Да, возрождение это зависит от всех нас. И от нас зависит, чтобы Запад воспитал своих анти-Александров, которым предстоит вновь завязать гордиев узел цивилизации, разрубленный варварским мечом.
Для этого мы должны безоговорочно принять на себя весь риск и все трудности свободы. Речь не о том, чтобы знать, удастся ли нам, стремясь к справедливости, сохранить свободу. Речь идет о понимании того факта, что, не обладая свободой, мы не создадим ничего, зато разом лишимся и будущей справедливости, и прежней красоты. Одна лишь свобода избавляет людей от разобщенности и рабства; она, и только она, воодушевляет миллионы одиноких сердец.
И искусство, как свободная сущность, которую я попытался определить, объединяет там, где тирания сеет рознь. Так что же удивительного в том, что оно — враг всем видам угнетения? Что удивительного, что именно художники и интеллектуалы становятся первыми жертвами современных тиранических режимов — и правых и левых? Тиранам ведь отлично известно, что произведение искусства таит в себе мощный освободительный заряд, который представляется тайной лишь тем, кто не верует в свободу. Каждое великое творение обогащает и возвышает облик человека — вот и весь его секрет. И никаким концлагерям, никаким тюремным решеткам не уничтожить это потрясающее свидетельство человеческого достоинства. И лгут те, кто утверждает, будто можно временно отменить старую культуру, пока будет подготавливаться новая. Нельзя запретить человеку непрерывно говорить о своем величии и ничтожестве, как нельзя запретить ему дышать. Не существует культуры без наследия прошлого, и мы не можем и не должны ничего отвергать из нашей, западной культуры. Каковы бы ни были творения будущего, они всетаки будут нести в себе ту же тайну — тайну мужества и свободы, взращенную отвагой тысяч художников всех времен и народов.
Поистине, когда современная тирания доказывает нам, что художник, даже замкнувшийся в своем ремесле, все же враг общества, она совершенно права. Но этим утверждением она еще и воздает почести человеческой личности, которую ничто до сих пор не смогло раздавить и уничтожить.
Мой вывод будет прост. Он состоит в том, чтобы среди шума и ярости нашей истории сказать: «Возрадуемся!» И в самом деле, возрадуемся тому, что оказались свидетелями кончины лживой и изнеженной Европы, тому, что судьба столкнула нас с жестокими истинами. Возрадуемся, как положено обыкновенным людям, тому, что долгое наваждение наконец рассеялось, и мы явственно видим, что нам угрожает. И возрадуемся, как положено художникам, тому, что вырвались из трясины сна разума, из глухоты и слепоты, что обрели силу противостоять нищете и горю, тюрьмам и крови.
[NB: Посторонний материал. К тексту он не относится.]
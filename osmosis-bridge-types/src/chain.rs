// Copyright (c) Starcoin, Inc.
// SPDX-License-Identifier: Apache-2.0

use serde::{Deserialize, Serialize};
use strum_macros::{AsRefStr, Display, EnumIter, EnumString};

/// Chains served by the bridge. The string form is the one used in asset ids
/// and in the relayer configuration.
#[derive(
    Debug,
    Clone,
    Copy,
    PartialEq,
    Eq,
    Hash,
    PartialOrd,
    Ord,
    Serialize,
    Deserialize,
    Display,
    EnumString,
    EnumIter,
    AsRefStr,
)]
#[serde(rename_all = "snake_case")]
#[strum(serialize_all = "snake_case")]
pub enum ChainId {
    Bitcoin,
    Osmosis,
}
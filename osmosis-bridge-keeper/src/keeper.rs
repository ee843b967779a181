// Copyright (c) Starcoin, Inc.
// SPDX-License-Identifier: Apache-2.0

use crate::bank::{Coin, TokenFactory};
use crate::error::{LedgerError, LedgerResult};
use crate::store::{inbound_transfer_key, last_transfer_height_key, params_key, Store};
use osmosis_bridge_types::address::module_address;
use osmosis_bridge_types::proto;
use osmosis_bridge_types::{
    AssetId, AssetStatus, EventOutboundTransfer, MsgChangeAssetStatus, MsgInboundTransfer,
    MsgOutboundTransfer, MsgUpdateParams, Params, MODULE_NAME,
};
use prost::Message;
use tracing::{debug, info};

/// Votes collected for one `(external_id, external_height)` pair. Never deleted:
/// a finalized record is what rejects late and repeated votes.
#[derive(Debug, Clone, PartialEq, Eq)]
pub struct InboundTransferRecord {
    pub external_id: String,
    pub external_height: u64,
    pub dest_addr: String,
    pub asset_id: AssetId,
    pub amount: u128,
    pub voters: Vec<String>,
    pub finalized: bool,
}

impl InboundTransferRecord {
    fn from_msg(msg: &MsgInboundTransfer) -> Self {
        Self {
            external_id: msg.external_id.clone(),
            external_height: msg.external_height,
            dest_addr: msg.dest_addr.clone(),
            asset_id: msg.asset_id.clone(),
            amount: msg.amount,
            voters: vec![],
            finalized: false,
        }
    }

    fn same_payload(&self, msg: &MsgInboundTransfer) -> bool {
        self.dest_addr == msg.dest_addr && self.asset_id == msg.asset_id && self.amount == msg.amount
    }
}

impl From<InboundTransferRecord> for proto::InboundTransfer {
    fn from(r: InboundTransferRecord) -> Self {
        Self {
            external_id: r.external_id,
            external_height: r.external_height,
            dest_addr: r.dest_addr,
            asset_id: Some(r.asset_id.into()),
            amount: r.amount.to_string(),
            voters: r.voters,
            finalized: r.finalized,
        }
    }
}

impl TryFrom<proto::InboundTransfer> for InboundTransferRecord {
    type Error = LedgerError;

    fn try_from(r: proto::InboundTransfer) -> LedgerResult<Self> {
        let asset_id = r
            .asset_id
            .ok_or_else(|| LedgerError::Store("inbound transfer without asset id".into()))?;
        Ok(Self {
            amount: proto::parse_amount(&r.amount).map_err(|e| LedgerError::Store(e.to_string()))?,
            asset_id: asset_id.into(),
            external_id: r.external_id,
            external_height: r.external_height,
            dest_addr: r.dest_addr,
            voters: r.voters,
            finalized: r.finalized,
        })
    }
}

/// Result of an accepted vote.
#[derive(Debug, Clone, Copy, PartialEq, Eq)]
pub struct InboundVote {
    pub votes: usize,
    pub finalized: bool,
}

pub struct Keeper<S, T> {
    store: S,
    token_factory: T,
    // address allowed to change params, usually the governance module
    authority: String,
    module_address: String,
}

impl<S: Store, T: TokenFactory> Keeper<S, T> {
    pub fn new(store: S, token_factory: T, authority: impl Into<String>) -> LedgerResult<Self> {
        let module_address =
            module_address(MODULE_NAME).map_err(|e| LedgerError::Store(e.to_string()))?;
        Ok(Self {
            store,
            token_factory,
            authority: authority.into(),
            module_address,
        })
    }

    pub fn init_params(&mut self, params: Params) -> LedgerResult<()> {
        params.validate()?;
        self.set_params(&params)
    }

    pub fn module_address(&self) -> &str {
        &self.module_address
    }

    pub fn token_factory(&self) -> &T {
        &self.token_factory
    }

    pub fn token_factory_mut(&mut self) -> &mut T {
        &mut self.token_factory
    }

    /// Token-factory denom minted for `asset_id` on this chain.
    pub fn bridged_denom(&self, asset_id: &AssetId) -> String {
        format!("factory/{}/{}", self.module_address, asset_id.denom)
    }

    pub fn params(&self) -> LedgerResult<Params> {
        let bytes = self
            .store
            .get(&params_key())
            .ok_or_else(|| LedgerError::Store("params are not initialized".into()))?;
        let raw = proto::Params::decode(bytes.as_slice())
            .map_err(|e| LedgerError::Store(format!("failed to decode params: {e}")))?;
        Params::try_from(raw).map_err(|e| LedgerError::Store(e.to_string()))
    }

    fn set_params(&mut self, params: &Params) -> LedgerResult<()> {
        let raw = proto::Params::try_from(params.clone())?;
        self.store.set(params_key(), raw.encode_to_vec());
        Ok(())
    }

    pub fn get_inbound_transfer(
        &self,
        external_id: &str,
        external_height: u64,
    ) -> LedgerResult<Option<InboundTransferRecord>> {
        let Some(bytes) = self
            .store
            .get(&inbound_transfer_key(external_id, external_height))
        else {
            return Ok(None);
        };
        let raw = proto::InboundTransfer::decode(bytes.as_slice())
            .map_err(|e| LedgerError::Store(format!("failed to decode inbound transfer: {e}")))?;
        InboundTransferRecord::try_from(raw).map(Some)
    }

    fn set_inbound_transfer(&mut self, record: InboundTransferRecord) {
        let key = inbound_transfer_key(&record.external_id, record.external_height);
        let raw = proto::InboundTransfer::from(record);
        self.store.set(key, raw.encode_to_vec());
    }

    pub fn is_transfer_finalized(
        &self,
        external_id: &str,
        external_height: u64,
    ) -> LedgerResult<bool> {
        Ok(self
            .get_inbound_transfer(external_id, external_height)?
            .map(|r| r.finalized)
            .unwrap_or(false))
    }

    /// Source height of the last finalized transfer of `asset_id`.
    pub fn last_transfer_height(&self, asset_id: &AssetId) -> LedgerResult<Option<u64>> {
        let Some(bytes) = self.store.get(&last_transfer_height_key(asset_id)) else {
            return Ok(None);
        };
        let raw: [u8; 8] = bytes
            .as_slice()
            .try_into()
            .map_err(|_| LedgerError::Store("malformed last transfer height".into()))?;
        Ok(Some(u64::from_be_bytes(raw)))
    }

    /// Records `msg.sender`'s vote and releases the funds once `votes_needed`
    /// distinct signers agree. A failed mint leaves the state untouched.
    pub fn inbound_transfer(&mut self, msg: &MsgInboundTransfer) -> LedgerResult<InboundVote> {
        msg.validate_basic()?;

        let params = self.params()?;
        if !params.is_signer(&msg.sender) {
            return Err(LedgerError::InvalidSigner(msg.sender.clone()));
        }
        let asset = params
            .get_asset(&msg.asset_id)
            .ok_or_else(|| LedgerError::InvalidAssetId(msg.asset_id.clone()))?;
        if !asset.status.inbound_enabled() {
            return Err(LedgerError::InvalidAssetStatus {
                asset: asset.id.clone(),
                status: asset.status,
            });
        }

        let mut record = self
            .get_inbound_transfer(&msg.external_id, msg.external_height)?
            .unwrap_or_else(|| InboundTransferRecord::from_msg(msg));
        if record.finalized {
            return Err(LedgerError::CantFinalizeTransfer {
                external_id: msg.external_id.clone(),
                external_height: msg.external_height,
            });
        }
        if record.voters.contains(&msg.sender) {
            return Err(LedgerError::AlreadyVoted {
                signer: msg.sender.clone(),
                external_id: msg.external_id.clone(),
            });
        }
        if !record.same_payload(msg) {
            return Err(LedgerError::InvalidRequest(format!(
                "vote for transfer {} does not match the recorded payload",
                msg.external_id
            )));
        }

        record.voters.push(msg.sender.clone());
        let votes = record.voters.len();
        let reached_quorum = votes as u64 >= params.votes_needed;

        if reached_quorum {
            let coin = Coin::new(self.bridged_denom(&record.asset_id), record.amount);
            self.token_factory
                .mint(&self.module_address, coin.clone(), &record.dest_addr)
                .map_err(LedgerError::TokenFactory)?;
            record.finalized = true;
            self.store.set(
                last_transfer_height_key(&record.asset_id),
                record.external_height.to_be_bytes().to_vec(),
            );
            info!(
                "[Keeper] Finalized inbound transfer {} at height {}: minted {} to {}",
                record.external_id, record.external_height, coin, record.dest_addr
            );
        } else {
            debug!(
                "[Keeper] Vote {}/{} from {} on transfer {}",
                votes, params.votes_needed, msg.sender, record.external_id
            );
        }

        self.set_inbound_transfer(record);
        Ok(InboundVote {
            votes,
            finalized: reached_quorum,
        })
    }

    /// Burns the sender's bridged tokens and returns the event the relayers pick up.
    pub fn outbound_transfer(
        &mut self,
        msg: &MsgOutboundTransfer,
    ) -> LedgerResult<EventOutboundTransfer> {
        msg.validate_basic()?;

        let params = self.params()?;
        let asset = params
            .get_asset(&msg.asset_id)
            .ok_or_else(|| LedgerError::InvalidAssetId(msg.asset_id.clone()))?;
        if !asset.status.outbound_enabled() {
            return Err(LedgerError::InvalidAssetStatus {
                asset: asset.id.clone(),
                status: asset.status,
            });
        }

        let coin = Coin::new(self.bridged_denom(&msg.asset_id), msg.amount);
        self.token_factory
            .burn(&self.module_address, coin, &msg.sender)
            .map_err(LedgerError::TokenFactory)?;

        Ok(EventOutboundTransfer {
            sender: msg.sender.clone(),
            dest_addr: msg.dest_addr.clone(),
            asset_id: msg.asset_id.clone(),
            amount: msg.amount,
        })
    }

    pub fn update_params(&mut self, msg: &MsgUpdateParams) -> LedgerResult<()> {
        msg.validate_basic()?;
        if msg.sender != self.authority {
            return Err(LedgerError::InvalidSigner(msg.sender.clone()));
        }
        self.set_params(&msg.new_params)?;
        info!("[Keeper] Params updated by {}", msg.sender);
        Ok(())
    }

    /// Returns the previous status of the asset.
    pub fn change_asset_status(&mut self, msg: &MsgChangeAssetStatus) -> LedgerResult<AssetStatus> {
        msg.validate_basic()?;
        if msg.sender != self.authority {
            return Err(LedgerError::InvalidSigner(msg.sender.clone()));
        }
        let mut params = self.params()?;
        let asset = params
            .get_asset_mut(&msg.asset_id)
            .ok_or_else(|| LedgerError::InvalidAssetId(msg.asset_id.clone()))?;
        let previous = std::mem::replace(&mut asset.status, msg.new_status);
        self.set_params(&params)?;
        info!(
            "[Keeper] Asset {} status changed {} -> {}",
            msg.asset_id, previous, msg.new_status
        );
        Ok(previous)
    }
}
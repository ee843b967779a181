// Copyright (c) Starcoin, Inc.
// SPDX-License-Identifier: Apache-2.0

use osmosis_bridge_types::{AssetId, AssetStatus, ValidationError};

#[derive(Debug, Clone, PartialEq, Eq, thiserror::Error)]
pub enum LedgerError {
    // The message failed stateless validation
    #[error("invalid request: {0}")]
    InvalidRequest(String),

    // The sender is not allowed to perform this action
    #[error("invalid signer {0}")]
    InvalidSigner(String),

    #[error("unknown asset {0}")]
    InvalidAssetId(AssetId),

    // The asset status forbids the requested direction
    #[error("asset {asset} has status {status}")]
    InvalidAssetStatus { asset: AssetId, status: AssetStatus },

    // The transfer is already finalized, the vote is not applied
    #[error("can't finalize transfer {external_id} at height {external_height}: already finalized")]
    CantFinalizeTransfer {
        external_id: String,
        external_height: u64,
    },

    // The signer has already voted on this pending transfer
    #[error("signer {signer} has already voted on transfer {external_id}")]
    AlreadyVoted { signer: String, external_id: String },

    #[error("tokenfactory error: {0}")]
    TokenFactory(String),

    #[error("store error: {0}")]
    Store(String),
}

impl LedgerError {
    /// Short label for logs and metrics
    pub fn error_type(&self) -> &'static str {
        match self {
            LedgerError::InvalidRequest(_) => "invalid_request",
            LedgerError::InvalidSigner(_) => "invalid_signer",
            LedgerError::InvalidAssetId(_) => "invalid_asset_id",
            LedgerError::InvalidAssetStatus { .. } => "invalid_asset_status",
            LedgerError::CantFinalizeTransfer { .. } => "cant_finalize_transfer",
            LedgerError::AlreadyVoted { .. } => "already_voted",
            LedgerError::TokenFactory(_) => "tokenfactory",
            LedgerError::Store(_) => "store",
        }
    }
}

impl From<ValidationError> for LedgerError {
    fn from(e: ValidationError) -> Self {
        LedgerError::InvalidRequest(e.to_string())
    }
}

pub type LedgerResult<T> = Result<T, LedgerError>;
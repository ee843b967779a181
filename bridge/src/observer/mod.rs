// Copyright (c) Starcoin, Inc.
// SPDX-License-Identifier: Apache-2.0

//! # Cross-chain observation and relay
//!
//! Every chain the bridge serves implements [`ChainClient`]. The
//! [`CrossChainObserver`] owns one client per chain, merges their outbound
//! streams and hands each transfer to its destination chain once the transfer
//! is deep enough in the source chain.
//!
//! ```text
//! ┌───────────────────┐  Transfer  ┌──────────────────────────────────────┐
//! │ BitcoinChainClient│───────────▶│ CrossChainObserver                   │
//! └───────────────────┘            │                                      │
//! ┌───────────────────┐  Transfer  │  collect ──▶ queue[source chain]     │
//! │ OsmosisChainClient│───────────▶│                  │                   │
//! └───────────────────┘            │  dispatch (every interval)           │
//!          ▲                       │   height(source) - transfer.height   │
//!          │                       │     >= confirmations(dest, asset)    │
//!          └─ signal_inbound ──────┴──────────────────────────────────────┘
//! ```

use crate::error::BridgeResult;
use crate::types::Transfer;
use async_trait::async_trait;
use osmosis_bridge_types::{AssetId, ChainId};
use tokio::sync::mpsc;

mod cross_chain;
pub(crate) mod task;

#[cfg(test)]
pub(crate) mod mock;

pub use cross_chain::CrossChainObserver;

/// Capacity of every outbound transfer channel.
pub const OUTBOUND_CHANNEL_CAPACITY: usize = 1000;

#[async_trait]
pub trait ChainClient: Send + Sync {
    fn chain_id(&self) -> ChainId;

    /// Starts background observation. Fails with `BridgeError::Connection`
    /// when the node can't be reached within a short bounded attempt.
    async fn start(&self) -> BridgeResult<()>;

    /// Stops background work, waits for it to finish and closes the outbound
    /// stream. Safe to call after a failed or missing `start`.
    async fn stop(&self) -> BridgeResult<()>;

    /// Most recently observed height, not necessarily the chain tip. Zero
    /// before anything has been observed.
    async fn height(&self) -> BridgeResult<u64>;

    /// Confirmation depth a transfer of `asset_id` needs before this chain
    /// accepts it as destination.
    async fn confirmations_required(&self, asset_id: &AssetId) -> BridgeResult<u64>;

    /// The stream of transfers leaving this chain. The first call gets the
    /// live stream, later calls get an already closed one.
    fn listen_outbound_transfers(&self) -> mpsc::Receiver<Transfer>;

    /// Delivers `transfer` to this chain. An error means nothing was applied
    /// and the caller may retry.
    async fn signal_inbound_transfer(&self, transfer: &Transfer) -> BridgeResult<()>;
}
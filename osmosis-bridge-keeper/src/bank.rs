// Copyright (c) Starcoin, Inc.
// SPDX-License-Identifier: Apache-2.0

use std::collections::HashMap;
use std::fmt;

#[derive(Debug, Clone, PartialEq, Eq)]
pub struct Coin {
    pub denom: String,
    pub amount: u128,
}

impl Coin {
    pub fn new(denom: impl Into<String>, amount: u128) -> Self {
        Self {
            denom: denom.into(),
            amount,
        }
    }
}

impl fmt::Display for Coin {
    fn fmt(&self, f: &mut fmt::Formatter<'_>) -> fmt::Result {
        write!(f, "{}{}", self.amount, self.denom)
    }
}

/// Minting backend. `module_addr` must be the admin of the token-factory denom.
pub trait TokenFactory {
    fn mint(&mut self, module_addr: &str, coin: Coin, dest_addr: &str) -> Result<(), String>;
    fn burn(&mut self, module_addr: &str, coin: Coin, source_addr: &str) -> Result<(), String>;
}

/// Token factory over in-memory balances.
#[derive(Debug, Default, Clone)]
pub struct MemBank {
    balances: HashMap<(String, String), u128>,
}

impl MemBank {
    pub fn new() -> Self {
        Self::default()
    }

    pub fn balance(&self, address: &str, denom: &str) -> u128 {
        self.balances
            .get(&(address.to_string(), denom.to_string()))
            .copied()
            .unwrap_or(0)
    }

    pub fn set_balance(&mut self, address: &str, coin: Coin) {
        self.balances
            .insert((address.to_string(), coin.denom), coin.amount);
    }

    fn check_admin(module_addr: &str, denom: &str) -> Result<(), String> {
        let expected_prefix = format!("factory/{module_addr}/");
        if !denom.starts_with(&expected_prefix) {
            return Err(format!("{module_addr} is not the admin of {denom}"));
        }
        Ok(())
    }
}

impl TokenFactory for MemBank {
    fn mint(&mut self, module_addr: &str, coin: Coin, dest_addr: &str) -> Result<(), String> {
        Self::check_admin(module_addr, &coin.denom)?;
        let balance = self
            .balances
            .entry((dest_addr.to_string(), coin.denom.clone()))
            .or_insert(0);
        *balance = balance
            .checked_add(coin.amount)
            .ok_or_else(|| format!("balance overflow minting {coin}"))?;
        Ok(())
    }

    fn burn(&mut self, module_addr: &str, coin: Coin, source_addr: &str) -> Result<(), String> {
        Self::check_admin(module_addr, &coin.denom)?;
        let key = (source_addr.to_string(), coin.denom.clone());
        let balance = self.balances.get(&key).copied().unwrap_or(0);
        if balance < coin.amount {
            return Err(format!(
                "insufficient funds: {balance}{} < {coin}",
                coin.denom
            ));
        }
        self.balances.insert(key, balance - coin.amount);
        Ok(())
    }
}
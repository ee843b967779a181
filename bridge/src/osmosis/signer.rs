// Copyright (c) Starcoin, Inc.
// SPDX-License-Identifier: Apache-2.0

use crate::error::{BridgeError, BridgeResult};
use async_trait::async_trait;
use cosmrs::crypto::secp256k1::SigningKey;
use osmosis_bridge_types::address::ACCOUNT_ADDRESS_PREFIX;
use std::path::Path;

/// Signs transaction bytes on behalf of an Osmosis account. Key material never
/// leaves the implementation.
#[async_trait]
pub trait Signer: Send + Sync + 'static {
    /// Compressed SEC1 secp256k1 public key of `address`.
    fn public_key(&self, address: &str) -> BridgeResult<Vec<u8>>;

    /// 64-byte `r || s` ECDSA signature over the SHA-256 of `sign_bytes`.
    async fn sign(&self, address: &str, sign_bytes: &[u8]) -> BridgeResult<Vec<u8>>;
}

/// A single secp256k1 key held in memory, loaded from a hex file.
pub struct LocalKeySigner {
    address: String,
    key: SigningKey,
}

impl LocalKeySigner {
    pub fn from_hex(hex_key: &str) -> BridgeResult<Self> {
        let bytes = hex::decode(hex_key.trim())
            .map_err(|e| BridgeError::InvalidConfig(format!("signer key is not hex: {e}")))?;
        let key = SigningKey::from_slice(&bytes)
            .map_err(|e| BridgeError::InvalidConfig(format!("invalid signer key: {e}")))?;
        let address = key
            .public_key()
            .account_id(ACCOUNT_ADDRESS_PREFIX)
            .map_err(|e| BridgeError::InvalidConfig(format!("invalid signer key: {e}")))?
            .to_string();
        Ok(Self { address, key })
    }

    pub fn from_file(path: &Path) -> BridgeResult<Self> {
        let content = std::fs::read_to_string(path).map_err(|e| {
            BridgeError::InvalidConfig(format!("can't read signer key {}: {e}", path.display()))
        })?;
        Self::from_hex(&content)
    }

    pub fn address(&self) -> &str {
        &self.address
    }

    fn check_address(&self, address: &str) -> BridgeResult<()> {
        if address != self.address {
            return Err(BridgeError::Signing(format!("no key for {address}")));
        }
        Ok(())
    }
}

#[async_trait]
impl Signer for LocalKeySigner {
    fn public_key(&self, address: &str) -> BridgeResult<Vec<u8>> {
        self.check_address(address)?;
        Ok(self.key.public_key().to_bytes())
    }

    async fn sign(&self, address: &str, sign_bytes: &[u8]) -> BridgeResult<Vec<u8>> {
        self.check_address(address)?;
        let signature = self
            .key
            .sign(sign_bytes)
            .map_err(|e| BridgeError::Signing(e.to_string()))?;
        Ok(signature.to_bytes().to_vec())
    }
}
Если при виде всего этого мы сумеем сохранить память о прожитых днях и людских лицах, если, напротив, созерцая красоту мира, мы не позабудем об униженных,тогда, и только тогда, западное искусство мало-помалу вновь обретет свою царственную мощь. Конечно, в истории немного было художников, столкнувшихся с такими серьезными проблемами, как мы. Но именно оттого, что в наше время слова и фразы, даже самые немудреные, оплачиваются ценою крови и свободы, художнику приходится учиться произносить их с величайшей осторожностью. Опасность делает искусство классическим — ведь в конце концов всякое величие берет свое начало в риске.
Времена безответственных художников минули навсегда. Мы грустим о них ведь нам было в них так уютно! Но давайте признаем, что испытание это в то же время увеличивает наши шансы на овладение истинным искусством, и с достоинством примем вызов.
Свобода творчества недорого стоит, когда она имеет лишь одну цель обеспечить удобство художнику. Для того чтобы та или иная ценность, добродетель укоренилась в обществе, достаточно хотя бы не лгать, говоря о ней,- иными словами, платить за нее каждый раз, как сможешь. Если свобода стала опасной, значит, ее вот-вот перестанут проституировать. И я не могу одобрить, например, тех, кто скорбит сегодня об упадке мудрости. На первый взгляд они как будто правы.
Но в действительности мудрость никогда не опускалась так низко, как в те времена, когда она была безобидной утехой кучки гуманистовкнижников. Сегодня же, когда ей грозят вполне реальные опасности, у нее, напротив, появились некоторые шансы на то, чтобы снова встать во весь рост и завоевать всеобщее уважение.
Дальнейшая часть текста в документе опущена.